Abstract

This invaluable collection of original articles maps out the complex and fragmented welfare state in the US with considerable clarity and scholarship. Half of the chapters are each devoted to a specific ‘program’, such as Social Security (the social insurance pension), Unemployment Insurance, Medicare, Medicaid, Temporary Assistance for Needy Families. These are the major pillars of the public face of the US welfare state, and the contributors make a good fist of providing a thorough overview with just enough data and detail. Many of the policy areas covered are not really weighty enough to be described as ‘programs’, e.g. long term care for the elderly, care and work–family policies, homeownership, but that is just a quibble, because these chapters describe well the somewhat incoherent mix of public and private effort in key areas of basic need. The point is that public law and public money (including tax reliefs and credits) are also the hidden face of the welfare state, central to supporting private activity, and thereby, often, bolstering or worsening class, race and gender inequalities even more so than the ‘public face’.
The emphasis on programmes gives a coherent organisational rationale to the material, but it means, for example, that questions of unmet or inadequately met need are rather underemphasized, e.g. homelessness, the inadequately insured. The emphasis is mostly on what the welfare state does, rather than what it fails to do. Some chapters offer more than others in analysing critical issues such as the impact on race, gender and class divisions, as well as decentralisation and accountability. To illustrate how the book works, one chapter on benefits for people with disabilities is organised in two halves. The first half is a fascinating policy history, showing how over many decades political pressures to improve benefits have been challenged by efforts to restrict them, alongside discourse about the rights and obligations of disabled people in relation to paid employment. Just a paragraph is devoted to the Americans with Disabilities Act (ADA), 1990. This was a crowning, early achievement of the disability rights movement and the first legislation of its kind in the world, which has inspired similar reforms elsewhere. More analysis of the strengths and weaknesses of ADA would have been good. But the focus has to be on the benefits programmes, so the second half of the chapter does a fine job in trying to explicate the complexities and inadequacies of funding, eligibility, administration, etc. Another chapter deals with ‘the hidden US military welfare state’, documenting the social policy regime for soldiers and veterans, which is in many respects unique in the world.

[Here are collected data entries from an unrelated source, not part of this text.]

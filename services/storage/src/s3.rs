use crate::config::S3Config;
use crate::object_store::{
    BatchDeleteOutcome, ObjectMeta, ObjectStore, StorageError, MAX_BATCH_DELETE_KEYS,
};
use async_trait::async_trait;
use aws_config::BehaviorVersion;
use aws_sdk_s3::config::Builder as S3ConfigBuilder;
use aws_sdk_s3::error::DisplayErrorContext;
use aws_sdk_s3::primitives::ByteStream;
use aws_sdk_s3::types::{Delete, ObjectIdentifier};
use aws_sdk_s3::Client as S3Client;
use bytes::Bytes;
use tracing::{debug, info, instrument};

/// Page size ceiling for `ListObjectsV2`
const LIST_PAGE_SIZE: usize = 1000;

/// S3-backed object store
pub struct S3ObjectStore {
    client: S3Client,
}

impl S3ObjectStore {
    /// Create a new S3 object store
    pub async fn new(config: &S3Config) -> Self {
        let aws_config = aws_config::defaults(BehaviorVersion::latest())
            .region(aws_config::Region::new(config.region.clone()))
            .load()
            .await;

        let mut s3_config_builder = S3ConfigBuilder::from(&aws_config);

        // Configure custom endpoint for MinIO/LocalStack
        if let Some(ref endpoint_url) = config.endpoint_url {
            s3_config_builder = s3_config_builder.endpoint_url(endpoint_url);
        }

        if config.force_path_style {
            s3_config_builder = s3_config_builder.force_path_style(true);
        }

        let client = S3Client::from_conf(s3_config_builder.build());

        info!(
            region = %config.region,
            endpoint = ?config.endpoint_url,
            "S3 object store initialized"
        );

        Self { client }
    }
}

#[async_trait]
impl ObjectStore for S3ObjectStore {
    #[instrument(skip(self))]
    async fn get(&self, bucket: &str, key: &str) -> Result<Option<Bytes>, StorageError> {
        let response = match self.client.get_object().bucket(bucket).key(key).send().await {
            Ok(response) => response,
            Err(e) => {
                if e.as_service_error()
                    .map(|e| e.is_no_such_key())
                    .unwrap_or(false)
                {
                    debug!("Object not found");
                    return Ok(None);
                }
                return Err(StorageError::request(
                    "get",
                    bucket,
                    key,
                    DisplayErrorContext(&e).to_string(),
                ));
            }
        };

        let body = response
            .body
            .collect()
            .await
            .map_err(|e| StorageError::request("get", bucket, key, e.to_string()))?;

        Ok(Some(body.into_bytes()))
    }

    #[instrument(skip(self))]
    async fn list(
        &self,
        bucket: &str,
        prefix: &str,
        max_results: usize,
    ) -> Result<Vec<ObjectMeta>, StorageError> {
        let mut objects = Vec::new();
        let mut continuation_token: Option<String> = None;

        while objects.len() < max_results {
            let page_size = (max_results - objects.len()).min(LIST_PAGE_SIZE);

            let response = self
                .client
                .list_objects_v2()
                .bucket(bucket)
                .prefix(prefix)
                .max_keys(page_size as i32)
                .set_continuation_token(continuation_token.take())
                .send()
                .await
                .map_err(|e| {
                    StorageError::request("list", bucket, prefix, DisplayErrorContext(&e).to_string())
                })?;

            objects.extend(response.contents().iter().filter_map(|obj| {
                obj.key().map(|key| ObjectMeta {
                    bucket: bucket.to_string(),
                    key: key.to_string(),
                    size: obj.size().unwrap_or_default().max(0) as u64,
                })
            }));

            match response.next_continuation_token() {
                Some(token) if response.is_truncated().unwrap_or(false) => {
                    continuation_token = Some(token.to_string());
                }
                _ => break,
            }
        }

        objects.truncate(max_results);
        debug!(count = objects.len(), "Listed objects");
        Ok(objects)
    }

    #[instrument(skip(self, body), fields(size_bytes = body.len()))]
    async fn put(
        &self,
        bucket: &str,
        key: &str,
        body: Bytes,
        content_type: &str,
    ) -> Result<(), StorageError> {
        self.client
            .put_object()
            .bucket(bucket)
            .key(key)
            .body(ByteStream::from(body))
            .content_type(content_type)
            .send()
            .await
            .map_err(|e| StorageError::request("put", bucket, key, DisplayErrorContext(&e).to_string()))?;

        debug!("Object uploaded");
        Ok(())
    }

    #[instrument(skip(self))]
    async fn delete(&self, bucket: &str, key: &str) -> Result<(), StorageError> {
        // S3 acknowledges deletes of absent keys, so NotFound is never surfaced here.
        self.client
            .delete_object()
            .bucket(bucket)
            .key(key)
            .send()
            .await
            .map_err(|e| {
                StorageError::request("delete", bucket, key, DisplayErrorContext(&e).to_string())
            })?;

        debug!("Object deleted");
        Ok(())
    }

    #[instrument(skip(self, keys), fields(count = keys.len()))]
    async fn delete_batch(
        &self,
        bucket: &str,
        keys: &[String],
    ) -> Result<BatchDeleteOutcome, StorageError> {
        if keys.is_empty() {
            return Ok(BatchDeleteOutcome::default());
        }
        if keys.len() > MAX_BATCH_DELETE_KEYS {
            return Err(StorageError::TooManyKeys {
                count: keys.len(),
                max: MAX_BATCH_DELETE_KEYS,
            });
        }

        let identifiers = keys
            .iter()
            .map(|key| ObjectIdentifier::builder().key(key).build())
            .collect::<Result<Vec<_>, _>>()
            .map_err(|e| StorageError::request("delete_batch", bucket, "", e.to_string()))?;

        let delete = Delete::builder()
            .set_objects(Some(identifiers))
            .quiet(true)
            .build()
            .map_err(|e| StorageError::request("delete_batch", bucket, "", e.to_string()))?;

        let response = self
            .client
            .delete_objects()
            .bucket(bucket)
            .delete(delete)
            .send()
            .await
            .map_err(|e| {
                StorageError::request("delete_batch", bucket, "", DisplayErrorContext(&e).to_string())
            })?;

        // Quiet mode only reports failures; everything else was deleted.
        let failed: Vec<(String, String)> = response
            .errors()
            .iter()
            .filter_map(|err| {
                err.key().map(|key| {
                    (
                        key.to_string(),
                        err.message().unwrap_or("unknown error").to_string(),
                    )
                })
            })
            .collect();

        let deleted = keys
            .iter()
            .filter(|key| !failed.iter().any(|(failed_key, _)| failed_key == *key))
            .cloned()
            .collect();

        Ok(BatchDeleteOutcome { deleted, failed })
    }
}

While half the book is devoted to ‘programs’, the other chapters frame the topic with seven chapters on ‘historical development’, seven chapters on ‘theories’ and three on ‘outcomes’. While the historical context is obviously important, many of the other chapters do their own policy history, and anyway the history is well served by the literature. For my money it would have been more useful to have included chapters on areas of social policy which are missing, such as: education; birth control/abortion/teenage pregnancy; sexuality; child protection; immigration. Of course, matters of penal policy, policing and the criminal justice system are customarily hived off from ‘social policy’, but the mass incarceration of African Americans and Hispanics in the wake of the War on Drugs since the 1980s is such a central social policy issue that its absence here is surely surprising.
Four of the chapters on ‘theories’ are devoted to political science topics, while economics, law and public administration perspectives do not feature much. This is possibly because ‘social policy’ is largely taught within the academic realms of political science and public policy in the US. There are, of course, chapters on ‘race and ethnicity’, and on gender, and implicitly on ‘class’ in the ‘outcomes’ chapters on poverty, inequality and citizenship. It is a shame that neither Wilkinson and Pickett’s The Spirit Level (2009) nor The Measure of America reports (http://www.measureofamerica.org) are mentioned, both of which examine inequality indices for each of the US states, showing the very significant diversity of outcomes across the country.
So where does this handbook take us in terms of comparative analysis? Is the US the closest example of the ‘liberal’ model in practice, or is the US a prime example of ‘path dependency’ also known as ‘American exceptionalism’, or is it really convergent with most other western welfare states in moving towards a mixed economy of welfare, increasingly driven by neoliberalism? Some of the framing chapters acknowledge the comparative dimension without trying to develop it, but the answer from this book to the three questions seems to be ‘all of the above’. As befits a good handbook, this leaves one wanting more, and here the reader is blessed with extensive bibliographies attached to each chapter, with a few items singled out as ‘recommended reading’.